Evidence since mid‑2022 shows that broad U.S. residential real estate did not experience the kind of follow‑on “carnage” or large further price declines Sacks was anticipating.

  • The S&P CoreLogic Case‑Shiller U.S. National Home Price Index peaked around June 2022, then fell only about 5% through January 2023 before rebounding. By July 2023 it had already fully erased that dip and reached a new all‑time high, and it went on to post a long streak of consecutive record highs through late 2024. (spglobal.com)
  • Articles summarizing the index show home prices hitting yet another record high in June 2024, with prices nationally up 5.4% year‑over‑year. (cnbc.com) A June 2024 analysis likewise notes continued national price gains rather than a major downturn. (nasdaq.com)
  • By 2025, transaction data show record or near‑record median sale prices, not a sustained crash: e.g., the national median existing‑home price hit an all‑time high of about $435,300 in June 2025, and March 2025 also set a record high for that month. (nypost.com) The main problems in housing have been low affordability and weak sales volumes, not deep nationwide price declines.

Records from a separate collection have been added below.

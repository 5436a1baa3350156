/// Pure utility functions for cleaning up generated copy
///
/// These functions contain NO side effects - they take inputs and return outputs
/// without touching databases, making API calls, or performing I/O.
use lazy_static::lazy_static;
use regex::{Captures, Regex};

/// Filler phrases the model likes to open or pad sentences with.
///
/// Each one can be removed without breaking the sentence around it.
pub const BANNED_PHRASES: &[&str] = &[
    "in today's fast-paced world",
    "look no further",
    "it's important to note that",
    "it is important to note that",
    "in conclusion",
    "at the end of the day",
    "without further ado",
    "needless to say",
    "rest assured",
    "simply put",
    "all in all",
    "whether you're a homeowner or a business owner",
    "truly",
];

lazy_static! {
    static ref BANNED_REGEX: Regex = {
        let alternatives = BANNED_PHRASES
            .iter()
            .map(|p| regex::escape(p))
            .collect::<Vec<_>>()
            .join("|");
        Regex::new(&format!(r"(?i)\b(?:{})\b[,:!]?[ \t]*", alternatives)).unwrap()
    };
    static ref REPEATED_BANG: Regex = Regex::new(r"!{2,}").unwrap();
    static ref REPEATED_QUESTION: Regex = Regex::new(r"\?{2,}").unwrap();
    static ref REPEATED_COMMA: Regex = Regex::new(r",{2,}").unwrap();
    static ref LONG_ELLIPSIS: Regex = Regex::new(r"\.{4,}").unwrap();
    static ref SPACE_BEFORE_PUNCT: Regex = Regex::new(r"[ \t]+([,.;:!?])").unwrap();
    static ref MISSING_SPACE_AFTER: Regex = Regex::new(r"([,;:!?])([A-Za-z])").unwrap();
    static ref TOKEN: Regex = Regex::new(r"\S+").unwrap();
    // Dot between word characters with a lowercase/digit after it: domains, e.g., file names.
    static ref INNER_DOT: Regex = Regex::new(r"[A-Za-z0-9]\.[a-z0-9]").unwrap();
    static ref INLINE_WHITESPACE: Regex = Regex::new(r"[ \t]+").unwrap();
    static ref PARAGRAPH_BREAK: Regex = Regex::new(r"\n[ \t]*\n\s*").unwrap();
    static ref DOUBLE_COMMA_SPACED: Regex = Regex::new(r",\s*,").unwrap();
}

/// Replace typographic punctuation with plain ASCII and tidy spacing.
pub fn normalize_punctuation(text: &str) -> String {
    let mut out = text
        .replace(['\u{2018}', '\u{2019}', '\u{02BC}'], "'")
        .replace(['\u{201C}', '\u{201D}'], "\"")
        .replace('\u{2026}', "...")
        .replace(" \u{2014} ", ", ")
        .replace('\u{2014}', ", ")
        .replace('\u{2013}', "-")
        .replace('\u{00A0}', " ");

    out = REPEATED_BANG.replace_all(&out, "!").into_owned();
    out = REPEATED_QUESTION.replace_all(&out, "?").into_owned();
    out = REPEATED_COMMA.replace_all(&out, ",").into_owned();
    out = LONG_ELLIPSIS.replace_all(&out, "...").into_owned();
    out = SPACE_BEFORE_PUNCT.replace_all(&out, "$1").into_owned();
    out = DOUBLE_COMMA_SPACED.replace_all(&out, ",").into_owned();
    out = space_after_marks(&out);

    normalize_whitespace(&out)
}

/// URLs, paths, emails and query strings keep their punctuation as written.
fn looks_like_address(token: &str) -> bool {
    token.contains('/') || token.contains('@') || token.contains('=') || INNER_DOT.is_match(token)
}

fn space_after_marks(text: &str) -> String {
    TOKEN
        .replace_all(text, |caps: &Captures| {
            let token = &caps[0];
            if looks_like_address(token) {
                token.to_string()
            } else {
                MISSING_SPACE_AFTER.replace_all(token, "$1 $2").into_owned()
            }
        })
        .into_owned()
}

/// Collapse runs of spaces, trim lines, and keep paragraphs one blank line apart.
pub fn normalize_whitespace(text: &str) -> String {
    PARAGRAPH_BREAK
        .split(text.trim())
        .map(|paragraph| {
            paragraph
                .lines()
                .map(|line| INLINE_WHITESPACE.replace_all(line.trim(), " ").into_owned())
                .filter(|line| !line.is_empty())
                .collect::<Vec<_>>()
                .join("\n")
        })
        .filter(|p| !p.is_empty())
        .collect::<Vec<_>>()
        .join("\n\n")
}

/// Remove banned filler phrases.
///
/// A removal that leaves a sentence start behind capitalizes the next word;
/// the rest of the text is not touched.
pub fn strip_banned_phrases(text: &str) -> String {
    let mut out = String::with_capacity(text.len());
    let mut capitalize_next = false;
    let mut last = 0;

    for found in BANNED_REGEX.find_iter(text) {
        push_segment(&mut out, &text[last..found.start()], &mut capitalize_next);
        if at_sentence_start(&out) {
            capitalize_next = true;
        }
        last = found.end();
    }
    push_segment(&mut out, &text[last..], &mut capitalize_next);
    out
}

fn at_sentence_start(before: &str) -> bool {
    match before.trim_end_matches([' ', '\t', '"', '(']).chars().last() {
        None => true,
        Some(c) => ends_sentence(c) || c == '\n',
    }
}

fn push_segment(out: &mut String, segment: &str, capitalize_next: &mut bool) {
    for c in segment.chars() {
        if *capitalize_next {
            if c.is_alphabetic() {
                out.extend(c.to_uppercase());
                *capitalize_next = false;
                continue;
            }
            if !(c.is_whitespace() || c == '"' || c == '(') {
                *capitalize_next = false;
            }
        }
        out.push(c);
    }
}

fn ends_sentence(c: char) -> bool {
    matches!(c, '.' | '!' | '?')
}

fn is_structural_line(paragraph: &str) -> bool {
    let first = paragraph.trim_start();
    first.starts_with('#') || first.starts_with("- ") || first.starts_with("* ")
}

/// Make sure every prose paragraph ends with `.`, `!` or `?`.
///
/// Headings and list blocks are left alone. A trailing `,`, `;` or `:` is
/// replaced rather than followed.
pub fn ensure_sentence_endings(text: &str) -> String {
    text.split("\n\n")
        .map(|paragraph| {
            if is_structural_line(paragraph) {
                return paragraph.to_string();
            }
            let trimmed = paragraph
                .trim_end()
                .trim_end_matches([',', ';', ':', '-'])
                .trim_end();
            let last = trimmed.chars().last();
            match last {
                None => String::new(),
                Some(c) if ends_sentence(c) => trimmed.to_string(),
                // Closing quote or paren after terminal punctuation.
                Some('"') | Some(')')
                    if trimmed
                        .chars()
                        .rev()
                        .nth(1)
                        .map(ends_sentence)
                        .unwrap_or(false) =>
                {
                    trimmed.to_string()
                }
                Some(_) => format!("{}.", trimmed),
            }
        })
        .filter(|p| !p.is_empty())
        .collect::<Vec<_>>()
        .join("\n\n")
}

/// Clip text to at most `max_chars` characters.
///
/// Prefers to cut after the last complete sentence in the window; when the
/// window has no usable sentence break it cuts at the last word and closes
/// the fragment with a period. Text already within the limit is returned
/// unchanged.
pub fn clip_text(text: &str, max_chars: usize) -> String {
    if text.chars().count() <= max_chars {
        return text.to_string();
    }
    if max_chars == 0 {
        return String::new();
    }

    let window: String = text.chars().take(max_chars).collect();

    // Sentence break: terminal punctuation followed by whitespace (or the
    // character right after the window being whitespace).
    let next_char = text.chars().nth(max_chars);
    let mut sentence_cut = None;
    let chars: Vec<(usize, char)> = window.char_indices().collect();
    for (i, &(byte_idx, c)) in chars.iter().enumerate() {
        if !ends_sentence(c) {
            continue;
        }
        let followed_by_space = match chars.get(i + 1) {
            Some(&(_, next)) => next.is_whitespace(),
            None => next_char.map(char::is_whitespace).unwrap_or(true),
        };
        if followed_by_space {
            sentence_cut = Some(byte_idx + c.len_utf8());
        }
    }

    if let Some(end) = sentence_cut {
        if window[..end].chars().count() >= max_chars / 3 {
            return window[..end].trim_end().to_string();
        }
    }

    // Word break, leaving room for the closing period.
    let room: String = text.chars().take(max_chars - 1).collect();
    let cut = room
        .rfind(char::is_whitespace)
        .map(|idx| &room[..idx])
        .unwrap_or(room.as_str());
    let fragment = cut.trim_end().trim_end_matches([',', ';', ':', '-']).trim_end();
    if fragment.is_empty() {
        return String::new();
    }
    if fragment.chars().last().map(ends_sentence).unwrap_or(false) {
        fragment.to_string()
    } else {
        format!("{}.", fragment)
    }
}

/// Full cleanup pass for generated prose: phrases, punctuation, endings, length.
pub fn sanitize_generated_text(text: &str, max_chars: usize) -> String {
    let normalized = normalize_punctuation(text);
    let stripped = strip_banned_phrases(&normalized);
    let tidy = normalize_punctuation(&stripped);
    let ended = ensure_sentence_endings(&tidy);
    clip_text(&ended, max_chars)
}

/// Cleanup for titles: no heading markers, wrapping quotes or trailing period.
pub fn sanitize_title(text: &str, max_chars: usize) -> String {
    let first_line = text.lines().find(|l| !l.trim().is_empty()).unwrap_or("");
    let without_marker = first_line
        .trim()
        .trim_start_matches('#')
        .trim_start()
        .trim_start_matches("Title:")
        .trim_start_matches("title:")
        .trim();
    let normalized = normalize_punctuation(&strip_banned_phrases(without_marker));
    let unquoted = normalized.trim_matches(|c| c == '"' || c == '\'' || c == '*');
    let trimmed = unquoted.trim().trim_end_matches('.').trim_end();

    if trimmed.chars().count() <= max_chars {
        return trimmed.to_string();
    }
    let window: String = trimmed.chars().take(max_chars).collect();
    let cut = window
        .rfind(char::is_whitespace)
        .map(|idx| &window[..idx])
        .unwrap_or(window.as_str());
    cut.trim_end_matches([',', ';', ':', '-', ' ']).to_string()
}

/// Truncate to `max_chars` characters on a character boundary.
pub fn truncate_chars(text: &str, max_chars: usize) -> String {
    text.chars().take(max_chars).collect()
}
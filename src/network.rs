//! The citation network aggregate.
//!
//! [`CitationNetwork`] owns the document store and the edge store and is the single place
//! both are mutated. It carries a default [`ImportConfig`] used by every import made
//! through it.
//!
//! Imports are synchronous and take `&mut self`, so one network has one writer at a time.
//! Share it across threads behind a lock.
//!
//! # Example
//!
//! ```
//! use citnet::{CitationNetwork, EdgeKey, Link, Record, Sentinels, Table};
//!
//! let sentinels = Sentinels::default();
//! let mut network = CitationNetwork::with_schema(["ref", "doi"], ["ref"]).unwrap();
//!
//! let documents = Table::from_text_rows(
//!     ["ref", "doi"],
//!     [["smith 2000 icarus", "x"], ["jones 1999 jgr", "10.1/j"]],
//!     &sentinels,
//! )
//! .unwrap();
//! network.import_documents(&documents).unwrap();
//!
//! // A record fetched for a reference found in document 0.
//! let fetched = Record::new().with("ref", "brown 2005 nature").with("doi", "10.3/b");
//! let update = network
//!     .update_entry(&fetched, Some(Link::CitedBy(EdgeKey::Positional(0))))
//!     .unwrap();
//!
//! assert_eq!(update.position, 2);
//! assert_eq!(network.citations().len(), 1);
//! assert_eq!(network.orphans(), vec![1]);
//! ```

use crate::config::ImportConfig;
use crate::edges::{AddressingMode, Edge, EdgeColumns, EdgeKey, EdgeStore};
use crate::key::derive_key;
use crate::report::ImportReport;
use crate::store::RecordStore;
use crate::table::{Record, Table};
use crate::{ReconcileError, Result};
use log::debug;
use serde::{Deserialize, Serialize};
use std::collections::HashSet;

/// Direction of the citation attached by [`CitationNetwork::update_entry`].
#[derive(Debug, Clone, PartialEq, Eq, Hash, Serialize, Deserialize)]
pub enum Link {
    /// The given document cites the entry.
    CitedBy(EdgeKey),
    /// The entry cites the given document.
    Cites(EdgeKey),
}

/// Outcome of [`CitationNetwork::update_entry`].
#[derive(Debug, Clone, PartialEq, Eq)]
pub struct EntryUpdate {
    /// Row position of the entry in the document store.
    pub position: usize,
    pub document: ImportReport,
    /// Present when a link was requested.
    pub citation: Option<ImportReport>,
}

/// Whole-network state for persistence adapters.
#[derive(Debug, Clone, PartialEq, Eq, Serialize, Deserialize)]
pub struct NetworkSnapshot {
    pub documents: Table,
    pub key_columns: Vec<String>,
    pub citations: Table,
    pub citation_columns: EdgeColumns,
}

/// A bibliography and its citation graph.
#[derive(Debug, Clone, PartialEq, Eq)]
pub struct CitationNetwork {
    documents: RecordStore,
    citations: EdgeStore,
    config: ImportConfig,
}

impl CitationNetwork {
    pub fn new(documents: RecordStore, citations: EdgeStore) -> Self {
        Self {
            documents,
            citations,
            config: ImportConfig::default(),
        }
    }

    /// Creates an empty network whose edges carry no metadata columns.
    ///
    /// # Errors
    ///
    /// See [`RecordStore::new`].
    pub fn with_schema<I, S, K, T>(columns: I, key_columns: K) -> Result<Self>
    where
        I: IntoIterator<Item = S>,
        S: Into<String>,
        K: IntoIterator<Item = T>,
        T: Into<String>,
    {
        Ok(Self::new(
            RecordStore::new(columns, key_columns)?,
            EdgeStore::new(Vec::<String>::new())?,
        ))
    }

    /// Sets the configuration used by imports made through the network.
    #[must_use]
    pub fn with_config(mut self, config: ImportConfig) -> Self {
        self.config = config;
        self
    }

    pub fn config(&self) -> &ImportConfig {
        &self.config
    }

    pub fn documents(&self) -> &RecordStore {
        &self.documents
    }

    pub fn citations(&self) -> &EdgeStore {
        &self.citations
    }

    /// Imports document rows. See [`RecordStore::import`].
    pub fn import_documents(&mut self, batch: &Table) -> Result<ImportReport> {
        self.documents.import(batch, &self.config)
    }

    /// Imports citation rows, reading the endpoint columns from the batch labels.
    ///
    /// # Errors
    ///
    /// [`ReconcileError::InvalidLinkColumns`] if the labels name no endpoint pair, and the
    /// errors of [`EdgeStore::import`].
    pub fn import_citations(&mut self, batch: &Table) -> Result<ImportReport> {
        let columns = EdgeColumns::infer(batch)?;
        self.import_citations_with(batch, &columns)
    }

    /// Imports citation rows whose endpoints are in the given columns.
    pub fn import_citations_with(
        &mut self,
        batch: &Table,
        columns: &EdgeColumns,
    ) -> Result<ImportReport> {
        self.citations.import(batch, columns, &self.config)
    }

    /// Imports one document and optionally links it to a document already in the store.
    ///
    /// This is the entry point for metadata-fetch clients: the fetched record is merged
    /// into the store like a one-row batch, then the citation between the entry and the
    /// originating document is added in the edge store's addressing mode. Columns the
    /// store does not know are ignored.
    ///
    /// # Errors
    ///
    /// - [`ReconcileError::MissingKeyColumn`] if the record lacks a key column
    /// - [`ReconcileError::UnknownEndpoint`] if the linked document is not in the store, or
    ///   the record has no usable key while a link was requested
    /// - the errors of [`RecordStore::import`]
    ///
    /// Nothing changes if the linked document cannot be found.
    pub fn update_entry(&mut self, record: &Record, link: Option<Link>) -> Result<EntryUpdate> {
        let key = derive_key(record, self.documents.key_columns())?;
        let origin = match &link {
            Some(Link::CitedBy(other) | Link::Cites(other)) => Some(self.locate(other)?),
            None => None,
        };

        let mut record = record.clone();
        record.retain_columns(|column| self.documents.table().has_column(column));
        let batch = Table::from_records(
            self.documents.columns().iter().cloned(),
            [&record],
            self.config.fill(),
        )?;
        let document = self.import_documents(&batch)?;
        let position = self
            .documents
            .position(&key)
            .ok_or_else(|| ReconcileError::UnknownEndpoint(key.clone()))?;

        let citation = match (link, origin) {
            (Some(link), Some(origin)) => {
                let mode = self.citations.mode().unwrap_or(AddressingMode::Content);
                let entry = self.endpoint(position, mode)?;
                let other = self.endpoint(origin, mode)?;
                let edge = match link {
                    Link::CitedBy(_) => Edge {
                        source: other,
                        target: entry,
                    },
                    Link::Cites(_) => Edge {
                        source: entry,
                        target: other,
                    },
                };
                debug!("Linking entry `{key}`: {edge}");
                Some(self.import_edge(&edge)?)
            }
            _ => None,
        };

        Ok(EntryUpdate {
            position,
            document,
            citation,
        })
    }

    /// Positions of documents that no edge touches.
    pub fn orphans(&self) -> Vec<usize> {
        let linked: HashSet<usize> = self
            .citations
            .edges()
            .iter()
            .flat_map(|edge| [&edge.source, &edge.target])
            .filter_map(|endpoint| self.locate(endpoint).ok())
            .collect();
        (0..self.documents.len())
            .filter(|position| !linked.contains(position))
            .collect()
    }

    /// Copies the network's state for persistence.
    pub fn snapshot(&self) -> NetworkSnapshot {
        NetworkSnapshot {
            documents: self.documents.table().clone(),
            key_columns: self.documents.key_columns().to_vec(),
            citations: self.citations.table().clone(),
            citation_columns: self.citations.columns().clone(),
        }
    }

    /// Restores a network from a snapshot, re-checking every store invariant.
    ///
    /// # Errors
    ///
    /// See [`RecordStore::from_table`] and [`EdgeStore::from_table`].
    pub fn from_snapshot(snapshot: NetworkSnapshot, config: ImportConfig) -> Result<Self> {
        let documents = RecordStore::from_table(snapshot.documents, snapshot.key_columns)?;
        let citations = EdgeStore::from_table(
            snapshot.citations,
            snapshot.citation_columns,
            config.sentinels(),
        )?;
        Ok(Self::new(documents, citations).with_config(config))
    }

    /// Row position of the document an endpoint refers to.
    fn locate(&self, endpoint: &EdgeKey) -> Result<usize> {
        let position = match endpoint {
            EdgeKey::Positional(position) => {
                Some(*position).filter(|&position| position < self.documents.len())
            }
            EdgeKey::Content(key) => self.documents.position(key),
        };
        position.ok_or_else(|| ReconcileError::UnknownEndpoint(endpoint.to_string()))
    }

    fn endpoint(&self, position: usize, mode: AddressingMode) -> Result<EdgeKey> {
        match mode {
            AddressingMode::Positional => Ok(EdgeKey::Positional(position)),
            AddressingMode::Content => self
                .documents
                .key_of(position)
                .map(|key| EdgeKey::Content(key.to_string()))
                .ok_or_else(|| ReconcileError::UnknownEndpoint(position.to_string())),
        }
    }

    fn import_edge(&mut self, edge: &Edge) -> Result<ImportReport> {
        let columns = self.citations.columns().clone();
        let batch = Table::from_rows(
            [columns.source.clone(), columns.target.clone()],
            [vec![edge.source.to_field_value(), edge.target.to_field_value()]],
        )?;
        self.import_citations_with(&batch, &columns)
    }
}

So while some other asset classes did suffer significant pain after mid‑2022—most notably:

  • Bonds, with the Bloomberg U.S. Aggregate Bond Index posting about a –14% loss in 2022, its worst year on record, and a historically rare stretch of weak bond returns over 2022–2024. (statmuse.com)
  • Commercial office real estate, where U.S. office building prices have dropped roughly 37% from 2019 levels and another 11% in 2024 alone, with vacancy rates near records. (businessinsider.com)

…the specific, emphasized part of the prediction—that the “carnage” in growth stocks would rotate into major asset classes like residential real estate and cause further significant drops there—did not occur at the national level. National home prices are higher today than at the time of the prediction. On that basis, the prediction is best judged wrong.